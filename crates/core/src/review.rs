//! Review documents embedded in a clinic record.

use chrono::{DateTime, Utc};
use clindex_types::{Rating, UserId};
use std::fmt;
use uuid::Uuid;

use crate::constants::MAX_COMMENT_CHARS;
use crate::{DirectoryError, DirectoryResult};

/// Opaque review identifier.
#[derive(Debug, Clone, Copy, PartialEq, Eq, Hash, serde::Serialize, serde::Deserialize)]
#[serde(transparent)]
pub struct ReviewId(Uuid);

impl ReviewId {
    pub fn new() -> Self {
        Self(Uuid::new_v4())
    }

    pub fn parse(input: &str) -> Option<Self> {
        Uuid::parse_str(input.trim()).ok().map(Self)
    }
}

impl Default for ReviewId {
    fn default() -> Self {
        Self::new()
    }
}

impl fmt::Display for ReviewId {
    fn fmt(&self, f: &mut fmt::Formatter<'_>) -> fmt::Result {
        write!(f, "{}", self.0)
    }
}

/// A single user's review of a clinic.
///
/// Owned by exactly one clinic; at most one review per (clinic, user) pair,
/// enforced by the review ledger on add.
#[derive(Debug, Clone, serde::Serialize, serde::Deserialize, utoipa::ToSchema)]
#[serde(rename_all = "camelCase")]
pub struct Review {
    #[schema(value_type = String)]
    pub id: ReviewId,
    #[schema(value_type = String)]
    pub user: UserId,
    #[schema(value_type = u8, minimum = 1, maximum = 5)]
    pub rating: Rating,
    pub comment: String,
    pub created_at: DateTime<Utc>,
    pub updated_at: DateTime<Utc>,
}

/// Client payload for adding a review.
///
/// `rating` is optional here only so that a missing field produces the
/// taxonomy's `InvalidArgument` instead of a deserialization failure.
#[derive(Debug, Clone, Default, serde::Deserialize, utoipa::ToSchema)]
#[serde(rename_all = "camelCase", default)]
pub struct ReviewSubmission {
    pub rating: Option<i64>,
    pub comment: Option<String>,
}

/// Client payload for editing a review. Absent fields are left untouched;
/// a provided empty-string comment replaces the prior value.
#[derive(Debug, Clone, Default, serde::Deserialize, utoipa::ToSchema)]
#[serde(rename_all = "camelCase", default)]
pub struct ReviewPatch {
    pub rating: Option<i64>,
    pub comment: Option<String>,
}

impl ReviewPatch {
    pub fn is_empty(&self) -> bool {
        self.rating.is_none() && self.comment.is_none()
    }
}

impl Review {
    /// Validates a submission and builds the review.
    ///
    /// # Errors
    /// `InvalidArgument` if the rating is missing or outside 1..=5, or the
    /// comment exceeds the length limit.
    pub fn create(user: UserId, submission: ReviewSubmission) -> DirectoryResult<Self> {
        let rating_value = submission
            .rating
            .ok_or_else(|| DirectoryError::InvalidArgument("Rating is required".into()))?;
        let rating = Rating::new(rating_value)
            .map_err(|e| DirectoryError::InvalidArgument(e.to_string()))?;
        let comment = normalize_comment(submission.comment.as_deref().unwrap_or(""))?;

        let now = Utc::now();
        Ok(Self {
            id: ReviewId::new(),
            user,
            rating,
            comment,
            created_at: now,
            updated_at: now,
        })
    }

    /// Applies a patch, revalidating every provided field.
    ///
    /// Returns `true` if any field was provided (the ledger skips the save
    /// otherwise). A provided field counts as a change even when the value
    /// is identical, and bumps `updated_at`.
    ///
    /// # Errors
    /// `InvalidArgument` under the same rules as [`Review::create`].
    pub fn apply(&mut self, patch: ReviewPatch) -> DirectoryResult<bool> {
        if patch.is_empty() {
            return Ok(false);
        }

        if let Some(value) = patch.rating {
            self.rating = Rating::new(value)
                .map_err(|e| DirectoryError::InvalidArgument(e.to_string()))?;
        }
        if let Some(comment) = patch.comment.as_deref() {
            self.comment = normalize_comment(comment)?;
        }
        self.updated_at = Utc::now();
        Ok(true)
    }
}

fn normalize_comment(raw: &str) -> DirectoryResult<String> {
    let trimmed = raw.trim();
    if trimmed.chars().count() > MAX_COMMENT_CHARS {
        return Err(DirectoryError::InvalidArgument(format!(
            "Comment must be at most {MAX_COMMENT_CHARS} characters"
        )));
    }
    Ok(trimmed.to_owned())
}

#[cfg(test)]
mod tests {
    use super::*;

    fn user(id: &str) -> UserId {
        UserId::new(id).expect("test user id should be valid")
    }

    #[test]
    fn create_requires_a_rating() {
        let err = Review::create(user("u1"), ReviewSubmission::default())
            .expect_err("missing rating should fail");
        assert!(matches!(err, DirectoryError::InvalidArgument(_)));
        assert_eq!(err.to_string(), "Rating is required");
    }

    #[test]
    fn create_rejects_out_of_range_rating() {
        let submission = ReviewSubmission {
            rating: Some(6),
            comment: None,
        };
        let err = Review::create(user("u1"), submission).expect_err("rating 6 should fail");
        assert!(matches!(err, DirectoryError::InvalidArgument(_)));
    }

    #[test]
    fn create_defaults_comment_to_empty() {
        let submission = ReviewSubmission {
            rating: Some(4),
            comment: None,
        };
        let review = Review::create(user("u1"), submission).expect("valid submission");
        assert_eq!(review.comment, "");
        assert_eq!(review.rating.value(), 4);
    }

    #[test]
    fn create_rejects_overlong_comment() {
        let submission = ReviewSubmission {
            rating: Some(3),
            comment: Some("x".repeat(501)),
        };
        assert!(Review::create(user("u1"), submission).is_err());
    }

    #[test]
    fn apply_replaces_comment_with_empty_string() {
        let review = Review::create(
            user("u1"),
            ReviewSubmission {
                rating: Some(5),
                comment: Some("great".into()),
            },
        )
        .expect("valid submission");

        let mut edited = review.clone();
        let changed = edited
            .apply(ReviewPatch {
                rating: None,
                comment: Some(String::new()),
            })
            .expect("empty comment is a valid replacement");
        assert!(changed);
        assert_eq!(edited.comment, "");
        assert_eq!(edited.rating.value(), 5);
    }

    #[test]
    fn apply_revalidates_rating() {
        let mut review = Review::create(
            user("u1"),
            ReviewSubmission {
                rating: Some(5),
                comment: None,
            },
        )
        .expect("valid submission");

        let err = review
            .apply(ReviewPatch {
                rating: Some(0),
                comment: None,
            })
            .expect_err("rating 0 should fail");
        assert!(matches!(err, DirectoryError::InvalidArgument(_)));
        assert_eq!(review.rating.value(), 5);
    }

    #[test]
    fn empty_patch_is_a_no_op() {
        let mut review = Review::create(
            user("u1"),
            ReviewSubmission {
                rating: Some(2),
                comment: None,
            },
        )
        .expect("valid submission");
        let before = review.updated_at;
        let changed = review.apply(ReviewPatch::default()).expect("no-op patch");
        assert!(!changed);
        assert_eq!(review.updated_at, before);
    }
}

◆ ◆ ◆ ◆ ◆

_GOAL OF THE EXERCISE_
Proceeding from the line containing "Opaque review identifier." through the line containing "impl fmt::Display for", transcribe the lines above exactly, both end lines included.

_RESPONSE TO THE TASK_
/// Opaque review identifier.
#[derive(Debug, Clone, Copy, PartialEq, Eq, Hash, serde::Serialize, serde::Deserialize)]
#[serde(transparent)]
pub struct ReviewId(Uuid);

impl ReviewId {
    pub fn new() -> Self {
        Self(Uuid::new_v4())
    }

    pub fn parse(input: &str) -> Option<Self> {
        Uuid::parse_str(input.trim()).ok().map(Self)
    }
}

impl Default for ReviewId {
    fn default() -> Self {
        Self::new()
    }
}

impl fmt::Display for ReviewId {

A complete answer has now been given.